I have so many questions; and unfortunately am not confident my doctor either can or will answer them. I've learned a lot from the forum already, but now I want to ask a few more specific questions:
1. I went in because I had had chest pain that woke me up from sleep for 5-6 nights in a row. The cardiologist at first said he didn't think it was related to my AS; after viewing the echo he said he thought it WAS... Has anyone else had this? Did it end up being an indication that things were much worse than you thought? (trying to avoid that sudden death thing)

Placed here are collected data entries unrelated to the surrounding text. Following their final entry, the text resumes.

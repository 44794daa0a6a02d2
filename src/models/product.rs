use rust_decimal::Decimal;
use serde::{Deserialize, Serialize};

use super::ProductCategory;

/// Catalog product record. Read-only to the cart; line items hold a
/// denormalized snapshot of this record taken at add time, so a later
/// catalog change never rewrites what a cart already holds.
#[derive(Debug, Clone, PartialEq, Serialize, Deserialize)]
pub struct Product {
    pub id: String,
    pub name: String,
    pub description: String,
    pub price: Decimal,
    pub image: String,
    pub category: ProductCategory,
    pub brand: String,
    pub rating: Option<f32>,
    pub in_stock: bool,
}

/// Response model for catalog listings
#[derive(Debug, Clone, Serialize, Deserialize)]
pub struct ProductListResponse {
    pub products: Vec<Product>,
    pub total_count: usize,
}

impl Product {
    pub fn matches_category(&self, category: &ProductCategory) -> bool {
        &self.category == category
    }
}
/// Query parameters for listing products
#[derive(Debug, Deserialize)]
pub struct ListProductsQuery {
    pub category: Option<String>,
}

/// Build the full application router with middleware layers applied
pub fn create_app(metrics: Arc<Metrics>, state: ApiState) -> Router {
    let metrics_for_middleware = metrics.clone();

    Router::new()
        // Health and metrics endpoints (with metrics state)
        .route("/health/status", get(health_check))
        .route("/metrics", get(metrics_handler))
        .with_state(metrics)
        // Catalog endpoints (read-only)
        .route("/api/products", get(list_products))
        .route("/api/products/:product_id", get(get_product))
        // Cart management endpoints
        .route("/api/cart/:session_id", get(get_cart).delete(delete_cart))
        .route("/api/cart/:session_id/items", post(add_cart_item))
        .route(
            "/api/cart/:session_id/items/:product_id",
            put(update_cart_item).delete(remove_cart_item),
        )
        .route(
            "/api/cart/:session_id/items/:product_id/size",
            put(update_cart_item_size),
        )
        .route("/api/cart/:session_id/clear", post(clear_cart))
        .route("/api/cart/:session_id/checkout", post(checkout_cart))
        // Account endpoints
        .route("/api/auth/register", post(auth::register))
        .route("/api/auth/login", post(auth::login))
        .route("/api/auth/logout", post(auth::logout))
        .with_state(state)
        // Add middleware layers (order matters - outer to inner)
        .layer(middleware::from_fn(security_headers_middleware))
        .layer(middleware::from_fn(cors_middleware))
        .layer(middleware::from_fn(request_validation_middleware))
        .layer(middleware::from_fn(move |req, next| {
            observability_middleware(metrics_for_middleware.clone(), req, next)
        }))
}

2. I usually deny any symptoms on exertion, (and symptoms at rest that I'd report were always dismissed by cardiologists) though I now think my exercise tolerance must have gradually gotten worse, and with that, shortness of breath walking up hills, etc. With turning 40 I maybe also thought I was just getting old or out of shape... But now I've been told it's time for surgery, that things have progressed/gone downhill, I feel every single pain, ache, twinge and arrhythmia in my heart; along with every episode of gasping for a breath, even at (particularly at) rest. If they are from the AS (which I more and more suspect they must be) - how bad of a sign is this? Would wearing a Holter for 24 hours give any information as to whether I can stop worrying about them or not? How do you know whether skipped/extra beats are benign or not? What kind of chest pain, at rest, is the worrisome kind for someone with severe AS?

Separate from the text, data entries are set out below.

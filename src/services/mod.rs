// Services module - business logic layer

pub mod account_service;
pub mod cart_service;
pub mod catalog_service;
pub mod checkout_service;

pub use account_service::AccountService;
pub use cart_service::CartService;
pub use catalog_service::CatalogService;
pub use checkout_service::CheckoutService;
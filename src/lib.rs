pub mod config;
pub mod handlers;
pub mod models;
pub mod observability;
pub mod repositories;
pub mod services;

pub use config::{Config, ConfigError};
pub use observability::{Metrics, init_observability, shutdown_observability};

3. Do I really need an "Adults with congenital heart disease" surgeon? There's only like, one of those in my state, from what I can tell, and he, as the doctor put it, 'has a preference for tissue valves' and would not offer me a mechanical one. 'At 40?' I asked. 'Yes'. This leads me to my next question, which is
4. Who are the best surgeons for congenital AVR with a mechanical valve? Can someone recommend a great hospital, in your experience, to have congenital AVR surgery done? How common/safe is minimally invasive surgery (I mean with a smaller incision in the chest, not TAVR) for AVR these days? If it is as safe as a full sternotomy, how can I find a surgeon willing to do this?
5. Should I have a test done beforehand to see if I react badly to Warfarin? What test?

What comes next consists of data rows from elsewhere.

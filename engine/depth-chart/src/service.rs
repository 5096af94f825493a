//! Depth chart service: validation, locking and persistence around the ranking engine

use crate::error::{DepthChartError, Result, StoreError};
use crate::locks::GroupLocks;
use crate::period::ChartPeriod;
use crate::ranking;
use crate::store::ChartStore;
use crate::types::{
    AddPlayerRequest, ChartEntry, FullDepthChart, GroupKey, PlayerRequest, PlayerSummary,
};
use chrono::NaiveDate;
use std::sync::Arc;
use tracing::{debug, error, info, warn};

/// Operations every sport's depth chart handler provides
#[async_trait::async_trait]
pub trait DepthChartOps: Send + Sync {
    /// Sport code served by this handler (e.g., "NFL")
    fn sport_code(&self) -> &str;

    /// Teams served by this handler
    fn team_codes(&self) -> &[String];

    /// Add a player to a position, at the requested depth or at the end
    async fn add_player(&self, team_code: &str, request: AddPlayerRequest) -> Result<ChartEntry>;

    /// Remove a player from a position and return who was removed
    async fn remove_player(&self, team_code: &str, request: PlayerRequest)
        -> Result<PlayerSummary>;

    /// Players ranked below the given player in the same position
    async fn get_backups(
        &self,
        team_code: &str,
        request: PlayerRequest,
    ) -> Result<Vec<PlayerSummary>>;

    /// Every position of the team's chart for one period
    async fn get_full_chart(
        &self,
        team_code: &str,
        chart_date: Option<NaiveDate>,
    ) -> Result<FullDepthChart>;
}

/// Sport-level settings a handler is built from
#[derive(Debug, Clone, PartialEq, Eq)]
pub struct SportProfile {
    pub sport_code: String,
    pub team_codes: Vec<String>,
    pub period: ChartPeriod,
}

impl SportProfile {
    pub fn new(sport_code: &str, team_codes: &[&str]) -> Self {
        Self {
            sport_code: sport_code.to_string(),
            team_codes: team_codes.iter().map(|t| t.to_string()).collect(),
            period: ChartPeriod::default(),
        }
    }

    pub fn with_period(mut self, period: ChartPeriod) -> Self {
        self.period = period;
        self
    }
}

/// Standard depth chart handler: dense 1-based ranks per position
pub struct DepthChartService {
    profile: SportProfile,
    store: Arc<dyn ChartStore>,
    locks: GroupLocks,
}

impl DepthChartService {
    pub fn new(profile: SportProfile, store: Arc<dyn ChartStore>) -> Self {
        Self { profile, store, locks: GroupLocks::new() }
    }

    pub fn profile(&self) -> &SportProfile {
        &self.profile
    }

    /// Load one position group and check its ranks before planning against it
    async fn load_position(
        &self,
        team_code: &str,
        chart_date: NaiveDate,
        position_code: &str,
    ) -> Result<Vec<ChartEntry>> {
        let entries =
            self.store.fetch_group(&self.profile.sport_code, team_code, chart_date).await?;

        let group: Vec<ChartEntry> =
            entries.into_iter().filter(|e| e.in_position(position_code)).collect();

        if !ranking::is_dense(&group) {
            error!(
                "Position {} of {}/{} on {} has non-dense depths",
                position_code, self.profile.sport_code, team_code, chart_date
            );
            return Err(StoreError::corruption(format!(
                "position {position_code} on {chart_date} has non-dense depths"
            ))
            .into());
        }

        Ok(group)
    }

    fn group_key(&self, team_code: &str, chart_date: NaiveDate, position_code: &str) -> GroupKey {
        GroupKey::new(&self.profile.sport_code, team_code, chart_date, position_code)
    }
}

fn require_team(team_code: &str) -> Result<&str> {
    let team_code = team_code.trim();
    if team_code.is_empty() {
        return Err(DepthChartError::MissingArgument("teamCode"));
    }
    Ok(team_code)
}

fn require_text<'a>(value: Option<&'a str>, field: &'static str) -> Result<&'a str> {
    match value.map(str::trim) {
        Some(v) if !v.is_empty() => Ok(v),
        _ => Err(DepthChartError::MissingArgument(field)),
    }
}

fn require_positive(value: Option<i32>, field: &'static str) -> Result<i32> {
    let value = value.ok_or(DepthChartError::MissingArgument(field))?;
    check_positive(value, field)
}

6. I read or heard somewhere that 60% of clinics prohibit patient INR self-testing, presumably for financial reasons (they want you to come in). Um... WHAT??? Should I be concerned about this? I totally want to self manage my INR levels.
7. What INR self-check device is the best, in your experience? Where can I get it?
8. I remember reading about OHS and the menstrual cycle, and how timing could even affect mortality. (!) Has anyone here attempted to time their surgery in this way? If there's anything I can do to offset the higher risk associated with having OHS as a female, I want to do it.
Thank you for reading this far!! Any tips, suggestions, thoughts will be greatly appreciated.
And thank you all so much for teaching me through your posts here, blog posts elsewhere; links, videos and funny pictures shared.... Without you all I would be in full panic mode right now, finding myself living in Arkansas of all places when it's finally time for the surgery.